Нансен, один из самых известных полярных исследователей в ее стране, разработал после Первой мировой войны план, согласно которому обездоленных и голодавших немецких детей селили в норвежские дома, где о них заботились. Джоана не раз слышала дома имя Акселя Вернера. Они часто дрались с Рольфом и приходили домой с синяками и разбитыми губами.
Большую часть времени Аксель проводил с ее братьями на ферме и в горах. Он учился в той самой школе, где сейчас работал Рольф. Находясь в сильном напряжении, она даже не поняла сначала, что он разговаривает с таким же акцентом, с каким говорят у нее дома.

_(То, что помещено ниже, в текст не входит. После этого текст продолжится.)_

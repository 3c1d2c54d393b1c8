//! CLI commands.
//!
//! Each command returns `Result<_, CommandError>`; the binary decides how to
//! report a failure and which exit code to use.

mod debug;
mod repl;
mod run;

use std::io::{self, Read};

use thiserror::Error;

pub use debug::{parse_file, parse_source};
pub use repl::{repl, ReplOptions, PROMPT};
pub use run::{run_file, run_source};

/// Why a command failed.
#[derive(Debug, Error)]
pub enum CommandError {
    #[error("cannot read '{path}': {source}")]
    Read {
        path: String,
        #[source]
        source: io::Error,
    },

    #[error("error reading input: {0}")]
    Input(#[from] io::Error),

    /// `report` holds the rendered diagnostics.
    #[error("{count} syntax error(s) in '{name}'")]
    Syntax {
        name: String,
        count: usize,
        report: String,
    },
}

impl CommandError {
    /// Rendered diagnostics to show before the one-line summary, if any.
    pub fn report(&self) -> Option<&str> {
        match self {
            CommandError::Syntax { report, .. } => Some(report),
            CommandError::Read { .. } | CommandError::Input(_) => None,
        }
    }
}

/// Read `path`, or all of stdin when `path` is `-`.
fn read_input(path: &str) -> Result<String, CommandError> {
    if path == "-" {
        let mut source = String::new();
        io::stdin().read_to_string(&mut source)?;
        return Ok(source);
    }
    std::fs::read_to_string(path).map_err(|source| CommandError::Read {
        path: path.to_string(),
        source,
    })
}
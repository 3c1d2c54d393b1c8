//! Error types for evaluation.
//!
//! Every failure in the language is reported as an error *value* rather than
//! through a separate channel, so `EvalError` is plain data that can sit
//! inside a `Value::Error` and propagate like any other value.
//!
//! # Structured Error Categories
//!
//! `EvalErrorKind` carries the context of each failure (function name,
//! argument position, expected and actual types). Factory functions
//! (e.g., `division_by_zero()`) are the public API: they populate both
//! `kind` and `message`, and the `Display` impl of the kind is the exact
//! text users see after `Error: `.

use std::fmt;

use crate::value::Value;

/// Result of a fallible built-in step.
pub type EvalResult = Result<Value, EvalError>;

/// How many arguments a built-in accepts.
#[derive(Clone, Copy, Debug, PartialEq, Eq)]
pub enum Arity {
    /// Exactly this many arguments.
    Exactly(usize),
    /// This many arguments or more.
    AtLeast(usize),
}

impl fmt::Display for Arity {
    fn fmt(&self, f: &mut fmt::Formatter<'_>) -> fmt::Result {
        match self {
            Arity::Exactly(n) => write!(f, "{n}"),
            Arity::AtLeast(n) => write!(f, "at least {n}"),
        }
    }
}

/// Typed error category.
///
/// Function and type names are `&'static str` because they always come from
/// the fixed built-in table and `Value::type_name`.
#[derive(Clone, Debug, PartialEq, Eq)]
pub enum EvalErrorKind {
    // Arithmetic
    DivisionByZero,
    IntegerOverflow {
        operation: &'static str,
    },
    NegativeExponent {
        function: &'static str,
        index: usize,
    },

    // Reading
    InvalidNumber {
        literal: String,
    },

    // Lookup and application
    UnboundSymbol {
        name: String,
    },
    NotAFunction {
        type_name: &'static str,
    },

    // Built-in argument checks
    ArityMismatch {
        function: &'static str,
        expected: Arity,
        got: usize,
    },
    TypeMismatch {
        function: &'static str,
        index: usize,
        expected: &'static str,
        got: &'static str,
    },
    EmptyList {
        function: &'static str,
    },

    // Binding
    DefineNonSymbol {
        index: usize,
        got: &'static str,
    },
    DefineCountMismatch {
        symbols: usize,
        values: usize,
    },

    /// Catch-all for errors without a structured kind.
    Custom {
        message: String,
    },
}

impl fmt::Display for EvalErrorKind {
    fn fmt(&self, f: &mut fmt::Formatter<'_>) -> fmt::Result {
        match self {
            Self::DivisionByZero => write!(f, "Division By Zero!"),
            Self::IntegerOverflow { operation } => write!(f, "integer overflow in {operation}"),
            Self::NegativeExponent { function, index } => write!(
                f,
                "Function '{function}' passed negative exponent for argument {index}."
            ),

            // The literal is kept for diagnostics; the message stays terse.
            Self::InvalidNumber { .. } => write!(f, "invalid number"),

            Self::UnboundSymbol { name } => write!(f, "unbound symbol '{name}'"),
            Self::NotAFunction { .. } => write!(f, "first element is not a function"),

            Self::ArityMismatch {
                function,
                expected,
                got,
            } => write!(
                f,
                "Function '{function}' passed incorrect number of arguments. \
                 Got {got}, Expected {expected}."
            ),
            Self::TypeMismatch {
                function,
                index,
                expected,
                got,
            } => write!(
                f,
                "Function '{function}' passed incorrect type for argument {index}. \
                 Got {got}, Expected {expected}."
            ),
            Self::EmptyList { function } => write!(f, "Function '{function}' passed {{}}!"),

            Self::DefineNonSymbol { index, got } => write!(
                f,
                "Function 'def' cannot define non-symbol at position {index}. \
                 Got {got}, Expected Symbol."
            ),
            Self::DefineCountMismatch { symbols, values } => write!(
                f,
                "Function 'def' passed incorrect number of values for symbols. \
                 Got {values}, Expected {symbols}."
            ),

            Self::Custom { message } => write!(f, "{message}"),
        }
    }
}

/// Evaluation error.
#[derive(Clone, Debug, PartialEq, Eq)]
pub struct EvalError {
    /// Structured error category.
    pub kind: EvalErrorKind,
    /// Human-readable error message.
    ///
    /// For factory-created errors, this equals `kind.to_string()`.
    pub message: String,
}

impl EvalError {
    /// Create an error with just a message.
    ///
    /// Uses `Custom` kind. Prefer the factory functions when a structured
    /// kind exists.
    pub fn new(message: impl Into<String>) -> Self {
        let message = message.into();
        Self {
            kind: EvalErrorKind::Custom {
                message: message.clone(),
            },
            message,
        }
    }

    fn from_kind(kind: EvalErrorKind) -> Self {
        let message = kind.to_string();
        Self { kind, message }
    }
}

impl fmt::Display for EvalError {
    fn fmt(&self, f: &mut fmt::Formatter<'_>) -> fmt::Result {
        f.write_str(&self.message)
    }
}

impl std::error::Error for EvalError {}

// Arithmetic Errors

/// Division or modulo by zero.
#[cold]
pub fn division_by_zero() -> EvalError {
    EvalError::from_kind(EvalErrorKind::DivisionByZero)
}

/// Checked arithmetic left the `i64` range.
#[cold]
pub fn integer_overflow(operation: &'static str) -> EvalError {
    EvalError::from_kind(EvalErrorKind::IntegerOverflow { operation })
}

/// Exponentiation with a negative exponent.
#[cold]
pub fn negative_exponent(function: &'static str, index: usize) -> EvalError {
    EvalError::from_kind(EvalErrorKind::NegativeExponent { function, index })
}

// Reading Errors

/// A number literal that does not fit a signed 64-bit integer.
#[cold]
pub fn invalid_number(literal: &str) -> EvalError {
    EvalError::from_kind(EvalErrorKind::InvalidNumber {
        literal: literal.to_string(),
    })
}

// Lookup and Application Errors

/// Symbol with no binding in the environment.
#[cold]
pub fn unbound_symbol(name: &str) -> EvalError {
    EvalError::from_kind(EvalErrorKind::UnboundSymbol {
        name: name.to_string(),
    })
}

/// Head of an S-Expression evaluated to something other than a function.
#[cold]
pub fn not_a_function(type_name: &'static str) -> EvalError {
    EvalError::from_kind(EvalErrorKind::NotAFunction { type_name })
}

// Built-in Argument Errors

/// Wrong number of arguments passed to a built-in.
#[cold]
pub fn wrong_arg_count(function: &'static str, expected: Arity, got: usize) -> EvalError {
    EvalError::from_kind(EvalErrorKind::ArityMismatch {
        function,
        expected,
        got,
    })
}

/// Argument at `index` has the wrong type.
#[cold]
pub fn wrong_arg_type(
    function: &'static str,
    index: usize,
    expected: &'static str,
    got: &'static str,
) -> EvalError {
    EvalError::from_kind(EvalErrorKind::TypeMismatch {
        function,
        index,
        expected,
        got,
    })
}

/// A list operation that needs at least one element got `{}`.
#[cold]
pub fn empty_list(function: &'static str) -> EvalError {
    EvalError::from_kind(EvalErrorKind::EmptyList { function })
}

// Binding Errors

/// `def` symbol list contains a non-symbol at `index`.
#[cold]
pub fn define_non_symbol(index: usize, got: &'static str) -> EvalError {
    EvalError::from_kind(EvalErrorKind::DefineNonSymbol { index, got })
}

/// `def` received a different number of values than symbols.
#[cold]
pub fn define_count_mismatch(symbols: usize, values: usize) -> EvalError {
    EvalError::from_kind(EvalErrorKind::DefineCountMismatch { symbols, values })
}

— При других обстоятельствах вы были бы желанным гостем в моем доме, но не сейчас, когда на вас надета эта форма.
Его лицо сделалось суровым, но он не вышел из себя, и голос его остался ровным.
— Сейчас время, когда вы все должны принять нас здесь и понять, что жизнь под управлением Третьего рейха пойдет вам только на пользу. В первую очередь мы здесь для того, чтобы защитить вас от англичан, которые воюют с нами, закладывают мины в норвежских водах, чтобы топить ваши корабли, готовясь к оккупации вашей страны.

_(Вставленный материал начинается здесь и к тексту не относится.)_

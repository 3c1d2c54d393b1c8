use pretty_assertions::assert_eq;

use super::*;

#[test]
fn tags_follow_grammar_paths() {
    let span = Span::default();
    assert_eq!(ParseNode::branch(NodeKind::Program, span).tag(), ">");
    assert_eq!(ParseNode::leaf(NodeKind::Number, "1", span).tag(), "expr|number|regex");
    assert_eq!(ParseNode::leaf(NodeKind::Symbol, "x", span).tag(), "expr|symbol|regex");
    assert_eq!(ParseNode::branch(NodeKind::SExpr, span).tag(), "expr|sexpr|>");
    assert_eq!(ParseNode::branch(NodeKind::QExpr, span).tag(), "expr|qexpr|>");
    assert_eq!(ParseNode::leaf(NodeKind::Delimiter, "(", span).tag(), "char");
    assert_eq!(ParseNode::branch(NodeKind::Boundary, span).tag(), "regex");
}

#[test]
fn structural_nodes() {
    let span = Span::default();
    assert!(ParseNode::leaf(NodeKind::Delimiter, "{", span).is_structural());
    assert!(ParseNode::branch(NodeKind::Boundary, span).is_structural());
    assert!(!ParseNode::leaf(NodeKind::Symbol, "x", span).is_structural());
    assert!(!ParseNode::branch(NodeKind::QExpr, span).is_structural());
}

#[test]
fn value_children_skip_punctuation() {
    let mut group = ParseNode::branch(NodeKind::QExpr, Span::new(0, 3));
    group.children = vec![
        ParseNode::leaf(NodeKind::Delimiter, "{", Span::new(0, 1)),
        ParseNode::leaf(NodeKind::Number, "1", Span::new(1, 2)),
        ParseNode::leaf(NodeKind::Delimiter, "}", Span::new(2, 3)),
    ];
    let kinds: Vec<NodeKind> = group.value_children().map(|c| c.kind).collect();
    assert_eq!(kinds, vec![NodeKind::Number]);
}

#[test]
fn dump_reports_line_and_column() {
    let source = "\n  x";
    let mut root = ParseNode::branch(NodeKind::Program, Span::new(0, 4));
    root.children
        .push(ParseNode::leaf(NodeKind::Symbol, "x", Span::new(3, 4)));
    assert_eq!(root.dump(source), ">\n  expr|symbol|regex:2:3 'x'\n");
}

fn nested(depth: usize) -> ParseNode {
    (0..depth).fold(
        ParseNode::leaf(NodeKind::Number, "1", Span::default()),
        |inner, _| {
            let mut group = ParseNode::branch(NodeKind::QExpr, Span::default());
            group.children.push(inner);
            group
        },
    )
}

#[test]
fn deep_tree_drops_without_overflow() {
    drop(nested(100_000));
}

#[test]
fn deep_tree_clones_and_compares() {
    let tree = nested(100_000);
    let copy = tree.clone();
    assert!(copy == tree);
    assert!(copy != nested(99_999));
}
//! not-lisp CLI

use std::io::IsTerminal;

use notlisp_eval::Interpreter;
use notlispc::commands::{parse_file, repl, run_file, CommandError, ReplOptions};

fn main() {
    notlispc::init_tracing();

    let args: Vec<String> = std::env::args().collect();
    let command = args.get(1).map_or("repl", String::as_str);
    let color = use_color();

    let result = match command {
        "repl" => {
            let stdin = std::io::stdin();
            let options = ReplOptions {
                banner: stdin.is_terminal(),
                color,
            };
            repl(stdin.lock(), &mut Interpreter::new(), options)
        }
        "run" => {
            let Some(path) = args.get(2) else {
                eprintln!("Usage: notlisp run <file>");
                std::process::exit(1);
            };
            run_file(path, &mut Interpreter::new(), color)
        }
        "parse" => {
            let Some(path) = args.get(2) else {
                eprintln!("Usage: notlisp parse <file|->");
                std::process::exit(1);
            };
            parse_file(path, color).map(|dump| print!("{dump}"))
        }
        "help" | "--help" | "-h" => {
            print_usage();
            Ok(())
        }
        "version" | "--version" | "-V" => {
            println!("not-lisp {}", env!("CARGO_PKG_VERSION"));
            Ok(())
        }
        _ => {
            eprintln!("Unknown command: {command}");
            eprintln!();
            print_usage();
            std::process::exit(1);
        }
    };

    if let Err(err) = result {
        fail(&err);
    }
}

fn fail(err: &CommandError) -> ! {
    if let Some(report) = err.report() {
        eprint!("{report}");
    }
    eprintln!("error: {err}");
    std::process::exit(1);
}

/// Color reports only for an interactive terminal, honoring `NO_COLOR`.
fn use_color() -> bool {
    std::env::var_os("NO_COLOR").is_none() && std::io::stderr().is_terminal()
}

fn print_usage() {
    println!("not-lisp, a small Lisp-like expression language");
    println!();
    println!("Usage: notlisp [command]");
    println!();
    println!("Commands:");
    println!("  repl            Start the interactive prompt (default)");
    println!("  run <file>      Evaluate each non-empty line of a file");
    println!("  parse <file|->  Print the parse tree of a file or stdin");
    println!("  help            Show this help message");
    println!("  version         Show version information");
    println!();
    println!("Set RUST_LOG (e.g. RUST_LOG=notlisp_eval=trace) to trace evaluation.");
}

Мы пришли с дружественными намерениями, а ваш король и его правительство отвергли наше покровительство, потому что им плевать на свой народ. Посмотрите на Данию. Король Кристиан принял нас, и ни один человек не пострадал. Их народ благодарен нам. — Он довольно засмеялся, стряхнув пепел в пепельницу из оникса.
Она сглотнула.
— Я слышала, что многие датчане не приняли ваш режим.
Привстав, он наклонился вперед, и его глава сузились.
— Итак, Джоана, от кого вы слышали такое? — спросил он хитро.
Снова началась игра в кошки-мышки. Она наговорила лишнего, это была ошибка.
— Сейчас новости разлетаются быстро.
Он потер подбородок и снова сел.
— Не надо слушать глупую болтовню. Ты окажешь большую услугу своей стране, если не будешь поддерживать эти лживые разговоры. — В его глазах появился фанатичный блеск. — Норвегия отличается своей чистой северной кровью. Уже много столетий люди рождаются здесь со светлой кожей, светлыми волосами и голубыми глазами, что означает принадлежность к арийской расе. Вы, норвежцы, и мы, немцы, — потомки арийцев. Мы вместе должны способствовать тому, чтобы мир был населен нашей лучшей расой и навсегда избавился от всякого мусора.
Она смотрела на него с недоверием. Перед ней сидел человек, который вырос на ее родине, который жил среди людей, для которых не имели значения национальность и цвет кожи, и теперь он стал фанатичным нацистом.
— Я могу идти? — спросила она, стараясь контролировать свой голос.
— Ты запомнишь все, что я сказал тебе сегодня?
Она кивнула. Он понимал, что она специально соглашается с ним, но все же посчитал, что раскрыл ей глаза, потому что его аргументы были убедительны. Он взял лист с ее показаниями, скомкал его и бросил в мусорную корзину.
— Это жест доброй воли, — улыбнулся он благосклонно. Он не ожидал благодарности, так как она еще мало что понимала в жизни. — А как сейчас поживают твои родители? Надеюсь, что хорошо.
— У моей мамы и братьев все хорошо. Отца избили ваши солдаты прошлым летом, и он до сих пор не оправился.
Его лицо не выражало сочувствия.
— Я желаю твоему отцу скорейшего выздоровления после побоев, которые он сам навлек на себя своим неправильным поведением. Пожалуйста, передай своей семье самые лучшие пожелания, когда будешь писать им в следующий раз. Эдвард и Джина притащили меня, когда я был слаб и истощен. Но больше в Германии никогда такое не повторится, у нас есть новый приказ от нашего фюрера. Я должен поговорить с тобой об этом как-нибудь. — Поднявшись, он обошел стол и проводил ее до двери. — До нашей следующей встречи, Джоана. Всего доброго.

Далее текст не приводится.